━━ Extracted data ━━

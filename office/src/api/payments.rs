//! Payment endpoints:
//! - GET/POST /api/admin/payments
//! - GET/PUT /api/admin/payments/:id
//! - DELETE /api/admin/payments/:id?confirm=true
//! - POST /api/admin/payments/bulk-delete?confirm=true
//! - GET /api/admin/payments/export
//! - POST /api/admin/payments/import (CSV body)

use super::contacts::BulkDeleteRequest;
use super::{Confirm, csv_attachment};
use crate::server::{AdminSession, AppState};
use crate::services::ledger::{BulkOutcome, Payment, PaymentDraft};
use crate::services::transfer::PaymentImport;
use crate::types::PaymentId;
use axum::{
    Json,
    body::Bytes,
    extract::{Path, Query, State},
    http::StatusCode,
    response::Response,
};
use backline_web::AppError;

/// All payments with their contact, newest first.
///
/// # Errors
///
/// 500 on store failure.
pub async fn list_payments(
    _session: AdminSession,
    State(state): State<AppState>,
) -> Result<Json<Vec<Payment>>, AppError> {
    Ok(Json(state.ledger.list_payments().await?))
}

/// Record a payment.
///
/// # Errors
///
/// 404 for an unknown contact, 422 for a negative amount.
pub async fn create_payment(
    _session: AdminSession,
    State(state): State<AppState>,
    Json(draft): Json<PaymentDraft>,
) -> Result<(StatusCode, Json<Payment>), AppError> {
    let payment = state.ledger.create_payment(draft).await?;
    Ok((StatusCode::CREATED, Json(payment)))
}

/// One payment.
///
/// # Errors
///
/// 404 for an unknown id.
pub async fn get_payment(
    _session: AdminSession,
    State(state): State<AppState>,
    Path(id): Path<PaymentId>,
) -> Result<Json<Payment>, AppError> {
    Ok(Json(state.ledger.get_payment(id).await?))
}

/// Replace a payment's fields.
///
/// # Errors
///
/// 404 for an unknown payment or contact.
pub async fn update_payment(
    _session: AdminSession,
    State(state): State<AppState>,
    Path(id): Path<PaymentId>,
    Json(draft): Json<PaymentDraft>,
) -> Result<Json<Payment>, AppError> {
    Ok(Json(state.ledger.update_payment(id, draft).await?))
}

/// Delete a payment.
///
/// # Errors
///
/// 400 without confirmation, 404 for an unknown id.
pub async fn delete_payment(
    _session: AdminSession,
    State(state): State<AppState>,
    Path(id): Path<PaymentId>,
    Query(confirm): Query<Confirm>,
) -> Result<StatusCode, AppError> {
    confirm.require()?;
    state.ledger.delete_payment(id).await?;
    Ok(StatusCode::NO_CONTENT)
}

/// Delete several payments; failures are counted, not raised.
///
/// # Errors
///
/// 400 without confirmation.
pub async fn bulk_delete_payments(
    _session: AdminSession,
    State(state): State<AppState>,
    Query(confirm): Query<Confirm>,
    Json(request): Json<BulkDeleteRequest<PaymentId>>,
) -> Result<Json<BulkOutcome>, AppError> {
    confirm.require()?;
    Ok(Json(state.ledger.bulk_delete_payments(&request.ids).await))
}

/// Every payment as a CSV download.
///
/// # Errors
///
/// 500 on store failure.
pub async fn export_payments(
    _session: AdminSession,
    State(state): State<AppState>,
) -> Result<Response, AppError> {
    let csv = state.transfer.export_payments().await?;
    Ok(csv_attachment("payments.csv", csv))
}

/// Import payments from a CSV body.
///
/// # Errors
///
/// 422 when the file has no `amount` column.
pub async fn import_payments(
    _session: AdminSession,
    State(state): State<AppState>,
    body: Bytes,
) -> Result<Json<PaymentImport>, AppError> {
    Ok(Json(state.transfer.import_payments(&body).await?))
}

━━━
━━ Extracted data ━━

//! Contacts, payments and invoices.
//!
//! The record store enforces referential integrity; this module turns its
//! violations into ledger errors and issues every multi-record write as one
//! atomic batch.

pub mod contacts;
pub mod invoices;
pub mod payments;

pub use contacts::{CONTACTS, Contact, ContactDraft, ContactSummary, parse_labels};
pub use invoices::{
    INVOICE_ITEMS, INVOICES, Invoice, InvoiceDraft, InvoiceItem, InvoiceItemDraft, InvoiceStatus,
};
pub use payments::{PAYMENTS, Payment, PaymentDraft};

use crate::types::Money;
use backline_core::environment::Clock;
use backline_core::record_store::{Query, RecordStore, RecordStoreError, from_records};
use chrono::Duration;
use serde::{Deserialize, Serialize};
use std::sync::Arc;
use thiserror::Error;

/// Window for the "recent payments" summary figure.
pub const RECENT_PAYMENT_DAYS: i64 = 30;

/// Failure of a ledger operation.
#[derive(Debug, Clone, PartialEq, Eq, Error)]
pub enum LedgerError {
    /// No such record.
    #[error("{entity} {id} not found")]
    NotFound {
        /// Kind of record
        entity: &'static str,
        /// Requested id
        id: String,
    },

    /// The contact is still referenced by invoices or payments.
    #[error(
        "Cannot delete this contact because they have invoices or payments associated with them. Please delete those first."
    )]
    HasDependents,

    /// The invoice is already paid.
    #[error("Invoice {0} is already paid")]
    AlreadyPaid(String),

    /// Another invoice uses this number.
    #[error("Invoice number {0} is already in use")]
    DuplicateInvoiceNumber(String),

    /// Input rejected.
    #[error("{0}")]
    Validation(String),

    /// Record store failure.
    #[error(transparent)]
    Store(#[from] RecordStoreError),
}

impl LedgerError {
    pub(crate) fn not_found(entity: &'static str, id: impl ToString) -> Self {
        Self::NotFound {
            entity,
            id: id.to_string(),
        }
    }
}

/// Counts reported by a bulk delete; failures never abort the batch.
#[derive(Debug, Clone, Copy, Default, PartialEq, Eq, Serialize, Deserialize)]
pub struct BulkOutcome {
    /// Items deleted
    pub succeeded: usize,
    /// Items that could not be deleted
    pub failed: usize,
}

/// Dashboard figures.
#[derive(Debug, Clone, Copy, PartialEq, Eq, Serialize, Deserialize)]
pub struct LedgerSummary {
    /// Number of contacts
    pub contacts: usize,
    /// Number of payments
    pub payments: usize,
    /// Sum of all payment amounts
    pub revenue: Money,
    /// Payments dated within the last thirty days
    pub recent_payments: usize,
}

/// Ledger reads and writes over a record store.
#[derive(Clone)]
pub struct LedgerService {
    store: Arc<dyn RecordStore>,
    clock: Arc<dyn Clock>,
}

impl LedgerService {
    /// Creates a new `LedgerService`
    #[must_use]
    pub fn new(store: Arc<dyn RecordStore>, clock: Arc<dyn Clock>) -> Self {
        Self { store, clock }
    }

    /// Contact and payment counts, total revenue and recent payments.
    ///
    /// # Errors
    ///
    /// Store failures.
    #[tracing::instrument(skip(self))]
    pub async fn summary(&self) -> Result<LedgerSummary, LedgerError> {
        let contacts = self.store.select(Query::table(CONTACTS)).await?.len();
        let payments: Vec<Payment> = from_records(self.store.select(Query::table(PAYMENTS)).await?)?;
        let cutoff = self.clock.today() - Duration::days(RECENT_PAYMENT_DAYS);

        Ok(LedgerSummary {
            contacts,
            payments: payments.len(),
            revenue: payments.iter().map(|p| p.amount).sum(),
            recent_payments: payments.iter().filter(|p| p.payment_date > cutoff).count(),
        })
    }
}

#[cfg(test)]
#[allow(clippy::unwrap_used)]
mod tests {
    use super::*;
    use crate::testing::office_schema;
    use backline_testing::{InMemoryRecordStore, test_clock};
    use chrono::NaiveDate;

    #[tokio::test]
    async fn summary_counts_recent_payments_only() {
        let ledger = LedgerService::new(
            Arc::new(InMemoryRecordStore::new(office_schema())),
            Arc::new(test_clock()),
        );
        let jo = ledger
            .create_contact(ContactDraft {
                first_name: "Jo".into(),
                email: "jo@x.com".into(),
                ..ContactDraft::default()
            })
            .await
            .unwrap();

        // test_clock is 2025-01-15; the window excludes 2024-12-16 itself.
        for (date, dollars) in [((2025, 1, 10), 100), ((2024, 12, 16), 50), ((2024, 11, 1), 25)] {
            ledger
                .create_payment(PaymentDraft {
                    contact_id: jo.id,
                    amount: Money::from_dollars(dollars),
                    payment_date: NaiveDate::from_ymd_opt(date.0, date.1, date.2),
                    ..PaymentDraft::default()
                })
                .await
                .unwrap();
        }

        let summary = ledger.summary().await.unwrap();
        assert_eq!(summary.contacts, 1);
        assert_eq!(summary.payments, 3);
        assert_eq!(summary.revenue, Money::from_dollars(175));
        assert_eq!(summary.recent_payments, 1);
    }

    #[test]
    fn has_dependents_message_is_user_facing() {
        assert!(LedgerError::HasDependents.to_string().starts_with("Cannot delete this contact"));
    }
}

━━━

◆ What is being asked ◆
Pull each line that includes the word "crate" out of the material above.

◆ Reply to the task ◆
use crate::server::{AdminSession, AppState};
use crate::services::ledger::{BulkOutcome, Payment, PaymentDraft};
use crate::services::transfer::PaymentImport;
use crate::types::PaymentId;
use crate::types::Money;
    pub(crate) fn not_found(entity: &'static str, id: impl ToString) -> Self {
    use crate::testing::office_schema;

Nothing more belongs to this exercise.